> EXERCISE PROMPT
An exact copy of every record is the expected answer.
[[ EXERCISE DATA open ]]
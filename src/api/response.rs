use serde::Serialize;
use axum::Json;
use axum::http::StatusCode;
use chrono::Utc;

use crate::error::AppError;

const GENERAL_ADVICE: [&str; 4] = [
    "Try a different URL: some sites block automated requests",
    "Use simple articles: news articles, blogs and Wikipedia work best",
    "Check your API key: ensure the GROQ API key is valid",
    "Wait and retry: if the quota is exceeded, wait a bit",
];

#[derive(Serialize)]
pub struct ApiResponse<T> {
    pub data: Option<T>,
    pub meta: ResponseMeta,
}

#[derive(Serialize)]
pub struct ResponseMeta {
    pub status: String,
    pub status_code: u16,
    pub timestamp: String,
    pub message: Option<String>,
    #[serde(skip_serializing_if = "Option::is_none")]
    pub error_kind: Option<&'static str>,
    #[serde(skip_serializing_if = "Vec::is_empty")]
    pub hints: Vec<&'static str>,
}

pub fn success<T: Serialize>(data: T) -> (StatusCode, Json<ApiResponse<T>>) {
    let meta = ResponseMeta {
        status: "success".to_string(),
        status_code: StatusCode::OK.as_u16(),
        timestamp: Utc::now().to_rfc3339(),
        message: None,
        error_kind: None,
        hints: Vec::new(),
    };

    (
        StatusCode::OK,
        Json(ApiResponse {
            data: Some(data),
            meta,
        }),
    )
}

pub fn failure(err: &AppError) -> (StatusCode, Json<ApiResponse<()>>) {
    let status = err.status_code();
    let message = err.to_string();
    let meta = ResponseMeta {
        status: "error".to_string(),
        status_code: status.as_u16(),
        timestamp: Utc::now().to_rfc3339(),
        hints: remediation_hints(&message),
        message: Some(message),
        error_kind: Some(err.kind()),
    };

    (
        status,
        Json(ApiResponse {
            data: None,
            meta,
        }),
    )
}

/// Advisory hints for a failure message, picked by keyword.
///
/// The first matching cause wins; the general advice is always appended.
pub fn remediation_hints(message: &str) -> Vec<&'static str> {
    let lower = message.to_lowercase();
    let mut hints = Vec::new();

    if lower.contains("fetch") {
        hints.push("Website is blocking requests or requires authentication");
        hints.push("URL is not accessible or returns no content");
    } else if lower.contains("groq") || lower.contains("api") {
        hints.push("GROQ API key issue or quota exceeded");
    } else if lower.contains("timeout") || lower.contains("timed out") {
        hints.push("Request timeout - website is too slow");
    }

    hints.extend(GENERAL_ADVICE);
    hints
}

#[cfg(test)]
mod tests {
    use super::*;

    #[test]
    fn test_fetch_hints_take_priority() {
        let hints = remediation_hints("Failed to fetch content: request timed out");
        assert_eq!(hints[0], "Website is blocking requests or requires authentication");
        assert!(!hints.contains(&"Request timeout - website is too slow"));
        assert_eq!(hints.len(), 2 + GENERAL_ADVICE.len());
    }

    #[test]
    fn test_api_hint() {
        let hints = remediation_hints("Summarization failed: model API returned 401 Unauthorized");
        assert_eq!(hints[0], "GROQ API key issue or quota exceeded");
    }

    #[test]
    fn test_timeout_hint() {
        let hints = remediation_hints("Operation timed out");
        assert_eq!(hints[0], "Request timeout - website is too slow");
    }

    #[test]
    fn test_unclassified_gets_general_advice_only() {
        let hints = remediation_hints("Insufficient content found");
        assert_eq!(hints, GENERAL_ADVICE.to_vec());
    }

    #[test]
    fn test_failure_envelope() {
        let (status, Json(body)) = failure(&AppError::ContentError("Insufficient content found".into()));
        assert_eq!(status, StatusCode::UNPROCESSABLE_ENTITY);
        assert!(body.data.is_none());
        assert_eq!(body.meta.status, "error");
        assert_eq!(body.meta.status_code, 422);
        assert_eq!(body.meta.message.as_deref(), Some("Insufficient content found"));
        assert_eq!(body.meta.error_kind, Some("content_error"));
    }
}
[[ EXERCISE DATA closed ]]
> REPLY
filename src/api/response.rs
use serde::Serialize;
use axum::Json;
use axum::http::StatusCode;
use chrono::Utc;

use crate::error::AppError;

const GENERAL_ADVICE: [&str; 4] = [
    "Try a different URL: some sites block automated requests",
    "Use simple articles: news articles, blogs and Wikipedia work best",
    "Check your API key: ensure the GROQ API key is valid",
    "Wait and retry: if the quota is exceeded, wait a bit",
];

#[derive(Serialize)]
pub struct ApiResponse<T> {
    pub data: Option<T>,
    pub meta: ResponseMeta,
}

#[derive(Serialize)]
pub struct ResponseMeta {
    pub status: String,
    pub status_code: u16,
    pub timestamp: String,
    pub message: Option<String>,
    #[serde(skip_serializing_if = "Option::is_none")]
    pub error_kind: Option<&'static str>,
    #[serde(skip_serializing_if = "Vec::is_empty")]
    pub hints: Vec<&'static str>,
}

pub fn success<T: Serialize>(data: T) -> (StatusCode, Json<ApiResponse<T>>) {
    let meta = ResponseMeta {
        status: "success".to_string(),
        status_code: StatusCode::OK.as_u16(),
        timestamp: Utc::now().to_rfc3339(),
        message: None,
        error_kind: None,
        hints: Vec::new(),
    };

    (
        StatusCode::OK,
        Json(ApiResponse {
            data: Some(data),
            meta,
        }),
    )
}

pub fn failure(err: &AppError) -> (StatusCode, Json<ApiResponse<()>>) {
    let status = err.status_code();
    let message = err.to_string();
    let meta = ResponseMeta {
        status: "error".to_string(),
        status_code: status.as_u16(),
        timestamp: Utc::now().to_rfc3339(),
        hints: remediation_hints(&message),
        message: Some(message),
        error_kind: Some(err.kind()),
    };

    (
        status,
        Json(ApiResponse {
            data: None,
            meta,
        }),
    )
}

/// Advisory hints for a failure message, picked by keyword.
///
/// The first matching cause wins; the general advice is always appended.
pub fn remediation_hints(message: &str) -> Vec<&'static str> {
    let lower = message.to_lowercase();
    let mut hints = Vec::new();

    if lower.contains("fetch") {
        hints.push("Website is blocking requests or requires authentication");
        hints.push("URL is not accessible or returns no content");
    } else if lower.contains("groq") || lower.contains("api") {
        hints.push("GROQ API key issue or quota exceeded");
    } else if lower.contains("timeout") || lower.contains("timed out") {
        hints.push("Request timeout - website is too slow");
    }

    hints.extend(GENERAL_ADVICE);
    hints
}

#[cfg(test)]
mod tests {
    use super::*;

    #[test]
    fn test_fetch_hints_take_priority() {
        let hints = remediation_hints("Failed to fetch content: request timed out");
        assert_eq!(hints[0], "Website is blocking requests or requires authentication");
        assert!(!hints.contains(&"Request timeout - website is too slow"));
        assert_eq!(hints.len(), 2 + GENERAL_ADVICE.len());
    }

    #[test]
    fn test_api_hint() {
        let hints = remediation_hints("Summarization failed: model API returned 401 Unauthorized");
        assert_eq!(hints[0], "GROQ API key issue or quota exceeded");
    }

    #[test]
    fn test_timeout_hint() {
        let hints = remediation_hints("Operation timed out");
        assert_eq!(hints[0], "Request timeout - website is too slow");
    }

    #[test]
    fn test_unclassified_gets_general_advice_only() {
        let hints = remediation_hints("Insufficient content found");
        assert_eq!(hints, GENERAL_ADVICE.to_vec());
    }

    #[test]
    fn test_failure_envelope() {
        let (status, Json(body)) = failure(&AppError::ContentError("Insufficient content found".into()));
        assert_eq!(status, StatusCode::UNPROCESSABLE_ENTITY);
        assert!(body.data.is_none());
        assert_eq!(body.meta.status, "error");
        assert_eq!(body.meta.status_code, 422);
        assert_eq!(body.meta.message.as_deref(), Some("Insufficient content found"));
        assert_eq!(body.meta.error_kind, Some("content_error"));
    }
}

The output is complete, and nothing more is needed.